No presente trabalho utilizou-se a chegada no ceco como indicador de
competência técnica, por ser critério objetivo e de fácil comparação. Os exames
realizados em pacientes com lesões obstrutivas ou cirurgia prévia foram
excluídos do cálculo da taxa de sucesso. A competência cognitiva foi avaliada
pela capacidade do médico reconhecer e interpretar as alterações.
Observou-se que o sucesso e o tempo necessário para atingir o ceco melhoraram
proporcionalmente ao número de exames realizados. Quando se analisaram os dados
do residente que realizou 171 colonoscopias, encontrou-se diferença
estatisticamente significante em ambos os índices antes e após o 100º exame.
Contudo, as diferenças individuais do aprendizado, como a que se encontrou ao
comparar a taxa de chegada ao ceco pelos dois residentes mostram que talvez 100
colonoscopias sejam insuficientes para aquisição da competência técnica.

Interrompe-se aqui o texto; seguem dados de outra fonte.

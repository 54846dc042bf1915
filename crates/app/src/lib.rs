//! # fitrecord-app
//!
//! Application layer — the telemetry core and **port definitions** (traits).
//!
//! ## Responsibilities
//! - Define **port traits** that adapters must implement (driven/outbound ports):
//!   - `GattLink` / `LinkProvider` — one transport connection to a peripheral
//!   - `ScanBackend` — advertisement discovery
//!   - `LocationSource` — platform position fixes
//!   - `TelemetrySink` — the consumer of collected frames
//!   - `WakeLock` — keeps the host awake while recording
//! - Define the **driving port** `PeripheralConnector` used by sensors
//! - Run peripheral connections: a sans-IO `GattConnection` state machine,
//!   its `OperationQueue`, and the task driving it (`GattClient`)
//! - De-duplicate discoveries (`DeviceScanner`)
//! - Aggregate sensors (`SensorRegistry`), poll them once per second with
//!   idle auto-off (`TelemetryPoller`) inside a `RecordingSession`
//! - Provide **in-process infrastructure** (session event bus) that doesn't need IO
//!
//! ## Dependency rule
//! Depends on `fitrecord-domain` only (plus `tokio` for tasks, timers and channels).
//! Never imports adapter crates. Adapters depend on *this* crate, not the reverse.

pub mod context;
pub mod event_bus;
pub mod gatt;
pub mod latest;
pub mod poller;
pub mod ports;
pub mod registry;
pub mod scanner;
pub mod sensors;
pub mod session;
use fitrecord_domain::decoder;
use fitrecord_domain::error::{BoxError, DecodeError};
use fitrecord_domain::gatt::{CharacteristicFilter, ServiceFilter};
use fitrecord_domain::id::{PeripheralAddress, SensorId};
use fitrecord_domain::sample::Sample;
use uuid::Uuid;

use super::Sensor;
use crate::context::SessionContext;
use crate::gatt::Disconnector;
use crate::latest::SampleSlot;
use crate::ports::ConnectionCallbacks;

/// A fitness peripheral reached over the radio. Every decoded payload is
/// merged into the cached sample.
pub struct PeripheralSensor {
    address: PeripheralAddress,
    slot: SampleSlot,
    disconnector: Option<Disconnector>,
}

impl PeripheralSensor {
    #[must_use]
    pub fn new(address: PeripheralAddress, slot: SampleSlot) -> Self {
        Self {
            address,
            slot,
            disconnector: None,
        }
    }

    #[must_use]
    pub fn address(&self) -> &PeripheralAddress {
        &self.address
    }
}

impl Sensor for PeripheralSensor {
    fn id(&self) -> &SensorId {
        self.slot.id()
    }

    fn start(&mut self, context: &SessionContext) -> Result<(), BoxError> {
        let callbacks = SampleCallbacks {
            address: self.address.clone(),
            slot: self.slot.clone(),
        };
        let disconnector = context.connector().connect(
            self.address.clone(),
            ServiceFilter::supported(),
            CharacteristicFilter::supported(),
            Box::new(callbacks),
        );
        self.disconnector = Some(disconnector);
        Ok(())
    }

    fn stop(&mut self) {
        self.slot.close();
        if let Some(disconnector) = self.disconnector.take() {
            disconnector.disconnect();
        }
    }

    fn latest_sample(&self) -> Option<Sample> {
        self.slot.snapshot()
    }
}

struct SampleCallbacks {
    address: PeripheralAddress,
    slot: SampleSlot,
}

impl ConnectionCallbacks for SampleCallbacks {
    fn on_connect(&mut self, disconnector: Disconnector) {
        if !self.slot.is_open() {
            // sensor stopped while setup was running
            disconnector.disconnect();
        }
    }

    fn on_disconnect(&mut self, was_failure: bool) {
        if was_failure {
            tracing::warn!(address = %self.address, "peripheral connection lost");
        } else {
            tracing::debug!(address = %self.address, "peripheral connection closed");
        }
        // readings only hold for the connection that produced them
        self.slot.replace(Sample::new());
    }

    fn on_data(&mut self, characteristic: Uuid, payload: &[u8]) {
        tracing::trace!(address = %self.address, %characteristic, ?payload, "payload");
        match decoder::decode(characteristic, payload) {
            Ok(sample) => {
                self.slot.merge(sample);
            }
            Err(DecodeError::Unrecognized(_)) => {
                tracing::warn!(address = %self.address, %characteristic, "unrecognized payload");
            }
            Err(err) => {
                tracing::warn!(address = %self.address, %err, "undecodable payload");
            }
        }
    }
}

#[cfg(test)]
mod tests {
    use fitrecord_domain::gatt::{BATTERY_LEVEL, CYCLING_POWER_MEASUREMENT, HEART_RATE_MEASUREMENT};

    use super::*;
    use crate::context::testing::Fakes;
    use crate::latest::LatestData;

    fn started(fakes: &Fakes) -> (PeripheralSensor, SessionContext) {
        let context = SessionContext::new(fakes.platform());
        let data = LatestData::new();
        let mut sensor =
            PeripheralSensor::new(PeripheralAddress::new("AA:BB"), data.open_slot(SensorId::new("AA:BB")));
        sensor.start(&context).unwrap();
        (sensor, context)
    }

    #[test]
    fn should_request_connection_on_start() {
        let fakes = Fakes::new();
        let (sensor, _context) = started(&fakes);
        assert_eq!(fakes.connector.count(), 1);
        assert_eq!(sensor.latest_sample(), Some(Sample::new()));
    }

    #[test]
    fn should_merge_decoded_payloads() {
        let fakes = Fakes::new();
        let (sensor, _context) = started(&fakes);
        let mut connection = fakes.connector.take("AA:BB");

        connection.callbacks.on_connect(connection.disconnector.clone());
        connection.callbacks.on_data(HEART_RATE_MEASUREMENT, &[0x00, 75]);
        connection.callbacks.on_data(BATTERY_LEVEL, &[88]);
        connection
            .callbacks
            .on_data(CYCLING_POWER_MEASUREMENT, &[0, 0, 0x2C, 0x01, 0, 0, 0, 0]);

        let sample = sensor.latest_sample().unwrap();
        assert_eq!(sample.get("hrm"), Some(75.0));
        assert_eq!(sample.get("battery"), Some(88.0));
        assert_eq!(sample.get("power"), Some(300.0));
    }

    #[test]
    fn should_ignore_unrecognized_and_truncated_payloads() {
        let fakes = Fakes::new();
        let (sensor, _context) = started(&fakes);
        let mut connection = fakes.connector.take("AA:BB");

        connection.callbacks.on_data(HEART_RATE_MEASUREMENT, &[0x00, 75]);
        connection
            .callbacks
            .on_data(Uuid::from_u128(0x0000_2a00_0000_1000_8000_0080_5f9b_34fb), b"name");
        connection.callbacks.on_data(HEART_RATE_MEASUREMENT, &[0x01, 80]);

        assert_eq!(sensor.latest_sample(), Some(Sample::new().with("hrm", 75.0)));
    }

    #[test]
    fn should_forget_readings_when_connection_is_lost() {
        let fakes = Fakes::new();
        let (sensor, _context) = started(&fakes);
        let mut connection = fakes.connector.take("AA:BB");

        connection.callbacks.on_connect(connection.disconnector.clone());
        connection.callbacks.on_data(HEART_RATE_MEASUREMENT, &[0x00, 75]);
        assert_eq!(sensor.latest_sample(), Some(Sample::new().with("hrm", 75.0)));

        connection.callbacks.on_disconnect(true);
        assert_eq!(sensor.latest_sample(), Some(Sample::new()));
    }

    #[test]
    fn should_disconnect_and_drop_late_data_on_stop() {
        let fakes = Fakes::new();
        let (mut sensor, _context) = started(&fakes);
        let mut connection = fakes.connector.take("AA:BB");

        sensor.stop();
        assert!(connection.disconnector.is_requested());

        connection.callbacks.on_data(HEART_RATE_MEASUREMENT, &[0x00, 75]);
        assert_eq!(sensor.latest_sample(), None);
    }

    #[test]
    fn should_disconnect_when_setup_completes_after_stop() {
        let fakes = Fakes::new();
        let (mut sensor, _context) = started(&fakes);
        let mut connection = fakes.connector.take("AA:BB");
        sensor.stop();

        let late = Disconnector::new();
        connection.callbacks.on_connect(late.clone());
        assert!(late.is_requested());
    }
}
use std::sync::Arc;
use std::sync::atomic::{AtomicBool, Ordering};

use tokio::sync::Notify;

/// One-shot handle ending a peripheral connection.
///
/// Clones share the same state. [`disconnect`](Self::disconnect) never
/// blocks, can be called from any thread (including from inside a
/// connection callback) and only has an effect the first time.
#[derive(Debug, Clone, Default)]
pub struct Disconnector {
    inner: Arc<Inner>,
}

#[derive(Debug, Default)]
struct Inner {
    requested: AtomicBool,
    notify: Notify,
}

impl Disconnector {
    #[must_use]
    pub fn new() -> Self {
        Self::default()
    }

    /// Request the connection to close. Returns `true` for the call that
    /// actually fired the request.
    pub fn disconnect(&self) -> bool {
        let first = !self.inner.requested.swap(true, Ordering::AcqRel);
        if first {
            self.inner.notify.notify_one();
        }
        first
    }

    #[must_use]
    pub fn is_requested(&self) -> bool {
        self.inner.requested.load(Ordering::Acquire)
    }

    /// Resolves once a disconnect was requested.
    pub async fn requested(&self) {
        if self.is_requested() {
            return;
        }
        self.inner.notify.notified().await;
    }
}

#[cfg(test)]
mod tests {
    use std::time::Duration;

    use super::*;

    #[test]
    fn should_fire_only_once() {
        let disconnector = Disconnector::new();
        let clone = disconnector.clone();
        assert!(disconnector.disconnect());
        assert!(!clone.disconnect());
        assert!(!disconnector.disconnect());
        assert!(clone.is_requested());
    }

    #[tokio::test]
    async fn should_wake_waiter_when_fired_from_another_thread() {
        let disconnector = Disconnector::new();
        let remote = disconnector.clone();
        std::thread::spawn(move || {
            remote.disconnect();
        });
        tokio::time::timeout(Duration::from_secs(5), disconnector.requested())
            .await
            .unwrap();
    }

    #[tokio::test]
    async fn should_resolve_immediately_when_already_fired() {
        let disconnector = Disconnector::new();
        disconnector.disconnect();
        disconnector.requested().await;
        disconnector.requested().await;
    }
}
//! Power meter: instantaneous power plus crank data.

/// Crank event time unit is 1/1024 s; one revolution per second at 60 rpm.
const CRANK_EVENT_TICKS_PER_STEP: u32 = 1024;

#[allow(clippy::cast_possible_truncation)]
pub(super) fn payload(step: u32) -> Vec<u8> {
    let power = 200 + i16::try_from(step % 50).unwrap_or_default();
    // both fields wrap on the wire
    let revolutions = (step & 0xffff) as u16;
    let event = (step.wrapping_mul(CRANK_EVENT_TICKS_PER_STEP) & 0xffff) as u16;

    let mut data = vec![0x00, 0x00];
    data.extend_from_slice(&power.to_le_bytes());
    data.extend_from_slice(&revolutions.to_le_bytes());
    data.extend_from_slice(&event.to_le_bytes());
    data
}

Não há parâmetros da Sociedade Brasileira de Endoscopia Digestiva a respeito do
número de exames necessários ou tempo a ser dedicado ao treinamento em
colonoscopia.
Apesar de tratar-se de programa de treinamento, a taxa de complicações de 0,4%
foi compatível com dados da literatura(10).
CONCLUSÃO
Embora este estudo avalie a curva de aprendizado de apenas dois residentes,
observou-se que a capacidade de atingir o ceco aumenta de acordo com o número
de exames realizados. Dependendo das aptidões individuais, porém, o número
mínimo de colonoscopias sugerido pela ASGE pode ser insuficiente para aquisição
de competência técnica e também para identificação das lesões.